See VISUALLY DETERMINE AMPS & VOLTS for full details.
When a homeowner or client asks you "how much" electrical service is provided s/he needs to know the service ampacity and voltage. In the US and Canada service voltages are commonly (nominally, that is, not exactly) 240 volts at the electrical panel, a system which supports both 120V and 240V circuits in the building. Typically, two 120V hot wires entering the building provide 120V for circuits connected from an individual entering wire and the neutral bus, and 240V for circuits connected between the two incoming individual 120V circuits.
Older services, typically before 1940, may support only 120V and as little as 30-amps. We still find these services on small cabins and on a few old residences in the U.S., Canada, and Mexico and elsewhere. For normal residential use, excluding small vacation cottages, a 120V or 30A service would most likely be considered obsolete and has been since 1959 (Hansen). [NOTE: 1992 ASHI Standards of Practice, 8.2.1. While ASHI and other building inspection standards are updated periodically, the basic requirements addressed in this article should not change.]
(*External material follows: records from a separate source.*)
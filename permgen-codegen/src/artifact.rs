//! # Generated Artifacts
//!
//! Reads a generated permission enum back into its ordered cases, so the
//! reconciler can consume exactly what was emitted without compiling it.
//!
//! A file is loadable when it declares the expected enum and carries the
//! `all_values` accessor. Cases are
//! read from the `permission_enum!` invocation when one is present, else from
//! the whole file.

use regex::Regex;
use std::path::Path;
use tracing::debug;

use permgen_rbac::CanonicalPermission;

use crate::error::{ArtifactError, ArtifactResult};

const CASE_PATTERN: &str = r#"(?m)^\s*([A-Za-z_][A-Za-z0-9_]*)\s*=\s*"((?:[^"\\]|\\.)*)"\s*;\s*$"#;
const INVOCATION_MARKER: &str = "permission_enum! {";
const VALUES_ACCESSOR: &str = "fn all_values";

/// A generated enum, read back from source.
#[derive(Debug, Clone, PartialEq, Eq)]
pub struct GeneratedArtifact {
    type_name: String,
    cases: Vec<CanonicalPermission>,
}

impl GeneratedArtifact {
    /// Parse generated source.
    ///
    /// # Errors
    ///
    /// [`ArtifactError::Unloadable`] when the source does not declare
    /// `pub enum {type_name}`, lacks the `all_values` accessor or holds an
    /// undecodable value.
    pub fn parse(type_name: impl Into<String>, source: &str) -> ArtifactResult<Self> {
        let type_name = type_name.into();
        if !source.contains(VALUES_ACCESSOR) {
            return Err(ArtifactError::Unloadable {
                type_name,
                reason: "no all_values() accessor".to_string(),
            });
        }

        let declaration = format!(r"\bpub\s+enum\s+{}\b", regex::escape(&type_name));
        let declares_type = Regex::new(&declaration).map_err(|e| ArtifactError::Unloadable {
            type_name: type_name.clone(),
            reason: format!("declaration pattern: {e}"),
        })?;
        if !declares_type.is_match(source) {
            return Err(ArtifactError::Unloadable {
                reason: format!("no `pub enum {type_name}` declaration"),
                type_name,
            });
        }

        let pattern = Regex::new(CASE_PATTERN).map_err(|e| ArtifactError::Unloadable {
            type_name: type_name.clone(),
            reason: format!("case pattern: {e}"),
        })?;

        let body = match source.rfind(INVOCATION_MARKER) {
            Some(start) => &source[start + INVOCATION_MARKER.len()..],
            None => source,
        };

        let mut cases = Vec::new();
        for capture in pattern.captures_iter(body) {
            let name = &capture[1];
            let value = unescape(&capture[2]).ok_or_else(|| ArtifactError::Unloadable {
                type_name: type_name.clone(),
                reason: format!("invalid escape in value of {name}"),
            })?;
            cases.push(CanonicalPermission::new(name, value));
        }

        debug!(type_name = %type_name, cases = cases.len(), "parsed generated enum");
        Ok(Self { type_name, cases })
    }

    /// Read and parse a generated enum from disk.
    ///
    /// # Errors
    ///
    /// [`ArtifactError::Read`] when the file cannot be read, otherwise as
    /// [`GeneratedArtifact::parse`].
    pub fn load(path: &Path, type_name: impl Into<String>) -> ArtifactResult<Self> {
        let source = std::fs::read_to_string(path).map_err(|source| ArtifactError::Read {
            path: path.to_path_buf(),
            source,
        })?;
        Self::parse(type_name, &source)
    }

    /// Type name the artifact was loaded as.
    pub fn type_name(&self) -> &str {
        &self.type_name
    }

    /// Cases in declaration order.
    pub fn cases(&self) -> &[CanonicalPermission] {
        &self.cases
    }

    /// Permission strings in declaration order.
    pub fn all_values(&self) -> Vec<String> {
        self.cases.iter().map(|case| case.value.clone()).collect()
    }

    /// Symbolic names in declaration order.
    pub fn all_names(&self) -> Vec<String> {
        self.cases.iter().map(|case| case.name.clone()).collect()
    }

    /// Whether the artifact declares no permissions.
    pub fn is_empty(&self) -> bool {
        self.cases.is_empty()
    }
}

/// Decode a Rust string literal body.
fn unescape(raw: &str) -> Option<String> {
    let mut out = String::with_capacity(raw.len());
    let mut chars = raw.chars();
    while let Some(c) = chars.next() {
        if c != '\\' {
            out.push(c);
            continue;
        }
        match chars.next()? {
            '\\' => out.push('\\'),
            '"' => out.push('"'),
            '\'' => out.push('\''),
            'n' => out.push('\n'),
            'r' => out.push('\r'),
            't' => out.push('\t'),
            '0' => out.push('\0'),
            'u' => {
                if chars.next()? != '{' {
                    return None;
                }
                let hex: String = chars.by_ref().take_while(|&c| c != '}').collect();
                let code = u32::from_str_radix(&hex, 16).ok()?;
                out.push(char::from_u32(code)?);
            }
            _ => return None,
        }
    }
    Some(out)
}
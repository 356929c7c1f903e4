//! Command line definition and dispatch.

use clap::{Args, Parser, Subcommand};
use std::path::PathBuf;
use std::sync::Arc;
use tracing::{info, warn};

use permgen_sync::{OperatorPrompt, RoleSync, StaleOutcome, SyncOptions, SyncOutcome, WipeOutcome};

use crate::commands::{generate_enum, sync_permissions};
use crate::config::{GeneratorConfig, DEFAULT_CONFIG_FILE};
use crate::error::CliResult;

#[derive(Debug, Parser)]
#[command(name = "permgen")]
#[command(version)]
#[command(about = "Generate a typed permission enum and sync it into the permission store", long_about = None)]
pub struct Cli {
    /// Path to the permission configuration
    #[arg(long, global = true, env = "PERMGEN_CONFIG", default_value = DEFAULT_CONFIG_FILE)]
    pub config: PathBuf,

    #[command(subcommand)]
    pub command: Command,
}

#[derive(Debug, Subcommand)]
pub enum Command {
    /// Generate the permission enum from the configuration
    GenerateEnum {
        /// Overwrite an existing enum file without asking
        #[arg(long)]
        force: bool,
    },
    /// Sync permissions from the generated enum into the store
    Sync(SyncArgs),
}

#[derive(Debug, Args)]
pub struct SyncArgs {
    /// Authentication guard
    #[arg(long)]
    pub guard: Option<String>,

    /// Delete existing permissions and associations before syncing
    #[arg(long)]
    pub fresh: bool,

    /// Skip confirmation prompts
    #[arg(long, short = 'y')]
    pub yes: bool,
}

impl From<SyncArgs> for SyncOptions {
    fn from(args: SyncArgs) -> Self {
        SyncOptions {
            guard: args.guard,
            fresh: args.fresh,
            assume_yes: args.yes,
        }
    }
}

/// Run a parsed command line.
pub async fn run(cli: Cli, prompt: Arc<dyn OperatorPrompt>) -> CliResult<()> {
    let config = GeneratorConfig::load(&cli.config)?;

    match cli.command {
        Command::GenerateEnum { force } => {
            generate_enum(&config, force, prompt.as_ref())?;
        }
        Command::Sync(args) => {
            let outcome = sync_permissions(&config, &args.into(), prompt).await?;
            summarize(&outcome);
        }
    }
    Ok(())
}

fn summarize(outcome: &SyncOutcome) {
    let SyncOutcome::Synced(report) = outcome else {
        return;
    };

    if let WipeOutcome::Wiped { removed } = report.wipe {
        info!(removed, "fresh sync wiped existing rows");
    }
    if !report.failures.is_empty() {
        let failed: Vec<&str> = report.failures.iter().map(|f| f.permission.as_str()).collect();
        warn!(guard = %report.guard, "{} permissions failed: {}", failed.len(), failed.join(", "));
    }
    if let RoleSync::Synced { role, permissions } = &report.super_admin {
        info!(role = %role, permissions, "super-admin role updated");
    }
    if let StaleOutcome::Removed {
        failures, cache_error, ..
    } = &report.stale
    {
        if !failures.is_empty() {
            warn!("{} stale permissions could not be removed", failures.len());
        }
        if let Some(e) = cache_error {
            warn!(error = %e, "permission cache was not invalidated after stale removal");
        }
    }
}
//! Error types for the permgen command line

use thiserror::Error;

use crate::config::ConfigError;
use permgen_codegen::ArtifactError;
use permgen_sync::{StoreError, SyncError};

/// Command error types.
///
/// Every variant maps to exit code 1.
#[derive(Debug, Error)]
pub enum CliError {
    /// Configuration missing or invalid
    #[error(transparent)]
    Config(#[from] ConfigError),

    /// Enum generation or loading failed
    #[error(transparent)]
    Artifact(#[from] ArtifactError),

    /// Reconciliation aborted
    #[error(transparent)]
    Sync(#[from] SyncError),

    /// Permission store could not be opened
    #[error("Could not open the permission store: {0}")]
    Store(#[from] StoreError),
}

/// Result type for commands.
pub type CliResult<T> = Result<T, CliError>;

impl CliError {
    /// Get error code for operator-facing reports.
    pub fn error_code(&self) -> &'static str {
        match self {
            CliError::Config(_) => "CONFIG_ERROR",
            CliError::Artifact(e) => e.error_code(),
            CliError::Sync(e) => e.error_code(),
            CliError::Store(_) => "STORE_ERROR",
        }
    }
}
//! Sources of the defined permission list.

use permgen_rbac::PermissionMap;

use crate::error::SyncResult;

/// Provider of the ordered permission strings to reconcile.
pub trait PermissionSource {
    /// Permission strings, in declaration order.
    fn permission_names(&self) -> SyncResult<Vec<String>>;
}

impl PermissionSource for [String] {
    fn permission_names(&self) -> SyncResult<Vec<String>> {
        Ok(self.to_vec())
    }
}

impl PermissionSource for [&str] {
    fn permission_names(&self) -> SyncResult<Vec<String>> {
        Ok(self.iter().map(|name| name.to_string()).collect())
    }
}

impl<T> PermissionSource for Vec<T>
where
    [T]: PermissionSource,
{
    fn permission_names(&self) -> SyncResult<Vec<String>> {
        self.as_slice().permission_names()
    }
}

impl PermissionSource for PermissionMap {
    fn permission_names(&self) -> SyncResult<Vec<String>> {
        Ok(self.values().into_iter().map(String::from).collect())
    }
}

#[cfg(test)]
mod tests {
    use super::*;
    use permgen_rbac::CanonicalPermission;

    #[test]
    fn test_permission_map_source_uses_values_in_name_order() {
        let map: PermissionMap = [
            CanonicalPermission::new("POST_VIEW", "posts.view"),
            CanonicalPermission::new("POST_CREATE", "posts.create"),
        ]
        .into_iter()
        .collect();
        assert_eq!(map.permission_names().unwrap(), vec!["posts.create", "posts.view"]);
    }

    #[test]
    fn test_slice_source() {
        let names: &[&str] = &["a", "b"];
        assert_eq!(names.permission_names().unwrap(), vec!["a", "b"]);
    }
}
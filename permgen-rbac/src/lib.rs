//! # permgen RBAC
//!
//! This crate holds the declarative side of permgen: resources, the actions
//! declared on them, and the expansion that turns both into canonical
//! permission strings.
//!
//! ## Overview
//!
//! The permgen-rbac crate handles:
//! - **Resources**: Free-form identifiers, normalized to a symbolic prefix and a plural slug
//! - **Actions**: Plain strings, the standard vocabulary, or opaque caller constants
//! - **Permissions**: Symbolic name + permission string pairs, kept in sorted order
//! - **Expansion**: The pure mapping from declarations to permissions
//!
//! ## Architecture
//!
//! ```text
//! Permission = {resource_slug}.{action}
//!
//! Scoped actions expand twice:
//!   post: view_scoped   ->  POST_VIEW_ANY = "posts.view_any"
//!                           POST_VIEW     = "posts.view"
//! ```
//!
//! ## Usage
//!
//! ```rust
//! use permgen_rbac::{expand, ActionSpec, CustomPermission, ResourceDeclaration, StandardAction};
//!
//! let resources = vec![
//!     ResourceDeclaration::new("user")
//!         .with_action(StandardAction::ViewScoped)
//!         .with_action("manage_roles")
//!         .with_action(ActionSpec::opaque("impersonate")),
//! ];
//! let custom = vec![CustomPermission::new("ACCESS_ADMIN_DASHBOARD", "admin.dashboard.access")];
//!
//! let expansion = expand(&resources, &custom);
//! assert_eq!(expansion.permissions.get("USER_VIEW_ANY"), Some("users.view_any"));
//! assert_eq!(expansion.permissions.get("USER_IMPERSONATE"), Some("users.impersonate"));
//! assert_eq!(expansion.permissions.len(), 5);
//! ```
//!
//! ## Scoped Expansion
//!
//! Only plain and standard actions are split on the `_scoped` suffix. Opaque
//! caller constants keep their literal value, so `{ custom = "approve_scoped" }`
//! yields the single permission `resource.approve_scoped`.

pub mod actions;
pub mod expander;
pub mod permissions;
pub mod resources;

// Re-export main types for convenience
pub use actions::{ActionSpec, DeclaredAction, OpaqueValue, StandardAction};
pub use expander::{expand, Expansion, ExpansionWarning};
pub use permissions::{CanonicalPermission, CustomPermission, PermissionMap};
pub use resources::ResourceDeclaration;
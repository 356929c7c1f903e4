//! Relation state shared by the bundled stores.

use serde::{Deserialize, Serialize};
use uuid::Uuid;

use crate::error::{StoreError, StoreResult};
use crate::store::{
    FindOrCreate, ModelPermission, Relation, RolePermission, StoredPermission, StoredRole, TableNames,
};

/// Contents of all store relations.
#[derive(Debug, Clone, Default, PartialEq, Eq, Serialize, Deserialize)]
#[serde(default)]
pub struct StoreSnapshot {
    /// Permission rows
    pub permissions: Vec<StoredPermission>,
    /// Role rows
    pub roles: Vec<StoredRole>,
    /// Role-permission associations
    pub role_has_permissions: Vec<RolePermission>,
    /// Model-permission grants
    pub model_has_permissions: Vec<ModelPermission>,
}

impl StoreSnapshot {
    pub(crate) fn find_or_create_permission(&mut self, name: &str, guard: &str) -> FindOrCreate {
        if let Some(existing) = self
            .permissions
            .iter()
            .find(|p| p.name == name && p.guard_name == guard)
        {
            return FindOrCreate::Existing(existing.clone());
        }

        let permission = StoredPermission::new(name, guard);
        self.permissions.push(permission.clone());
        FindOrCreate::Created(permission)
    }

    pub(crate) fn permissions_for_guard(&self, guard: &str) -> Vec<StoredPermission> {
        self.permissions
            .iter()
            .filter(|p| p.guard_name == guard)
            .cloned()
            .collect()
    }

    pub(crate) fn delete_permission(&mut self, id: Uuid) -> StoreResult<()> {
        let before = self.permissions.len();
        self.permissions.retain(|p| p.id != id);
        if self.permissions.len() == before {
            return Err(StoreError::NotFound(format!("permission {id}")));
        }
        self.role_has_permissions.retain(|rp| rp.permission_id != id);
        self.model_has_permissions.retain(|mp| mp.permission_id != id);
        Ok(())
    }

    pub(crate) fn find_role(&self, name: &str, guard: &str) -> Option<StoredRole> {
        self.roles
            .iter()
            .find(|r| r.name == name && r.guard_name == guard)
            .cloned()
    }

    pub(crate) fn create_role(&mut self, name: &str, guard: &str) -> StoredRole {
        if let Some(role) = self.find_role(name, guard) {
            return role;
        }
        let role = StoredRole::new(name, guard);
        self.roles.push(role.clone());
        role
    }

    pub(crate) fn sync_role_permissions(&mut self, role_id: Uuid, permission_ids: &[Uuid]) -> StoreResult<()> {
        if !self.roles.iter().any(|r| r.id == role_id) {
            return Err(StoreError::NotFound(format!("role {role_id}")));
        }
        if let Some(missing) = permission_ids
            .iter()
            .find(|id| !self.permissions.iter().any(|p| p.id == **id))
        {
            return Err(StoreError::NotFound(format!("permission {missing}")));
        }

        self.role_has_permissions.retain(|rp| rp.role_id != role_id);
        for permission_id in permission_ids {
            self.role_has_permissions.push(RolePermission {
                role_id,
                permission_id: *permission_id,
            });
        }
        Ok(())
    }

    pub(crate) fn role_permission_names(&self, role_id: Uuid) -> Vec<String> {
        self.role_has_permissions
            .iter()
            .filter(|rp| rp.role_id == role_id)
            .filter_map(|rp| self.permissions.iter().find(|p| p.id == rp.permission_id))
            .map(|p| p.name.clone())
            .collect()
    }

    pub(crate) fn grant_to_model(&mut self, permission_id: Uuid, model_type: &str, model_id: &str) -> StoreResult<()> {
        if !self.permissions.iter().any(|p| p.id == permission_id) {
            return Err(StoreError::NotFound(format!("permission {permission_id}")));
        }
        self.model_has_permissions.push(ModelPermission {
            permission_id,
            model_type: model_type.to_string(),
            model_id: model_id.to_string(),
        });
        Ok(())
    }

    /// Remove every row of `relation`.
    ///
    /// With checks enabled, permission rows still referenced by an
    /// association cannot be removed.
    pub(crate) fn truncate(&mut self, relation: Relation, checks_enabled: bool, names: &TableNames) -> StoreResult<u64> {
        let removed = match relation {
            Relation::Permissions => {
                if checks_enabled {
                    let referenced = self.role_has_permissions.len() + self.model_has_permissions.len();
                    if referenced > 0 {
                        return Err(StoreError::ConstraintViolation {
                            table: names.name(relation).to_string(),
                            reason: format!("{referenced} association rows still reference permissions"),
                        });
                    }
                }
                std::mem::take(&mut self.permissions).len()
            }
            Relation::RoleHasPermissions => std::mem::take(&mut self.role_has_permissions).len(),
            Relation::ModelHasPermissions => std::mem::take(&mut self.model_has_permissions).len(),
        };
        Ok(removed as u64)
    }
}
Electrical inspections are inherently dangerous to the inspector and potentially dangerous to inspection clients and building occupants. People conducting these procedures must first be familiar with safe electrical practices before attempting any inspection of electrical equipment. Such familiarity is essential to protect all parties concerned. Inspectors: proceed at your own risk. See SAFETY for ELECTRICAL INSPECTORS at Residential Electric Panels.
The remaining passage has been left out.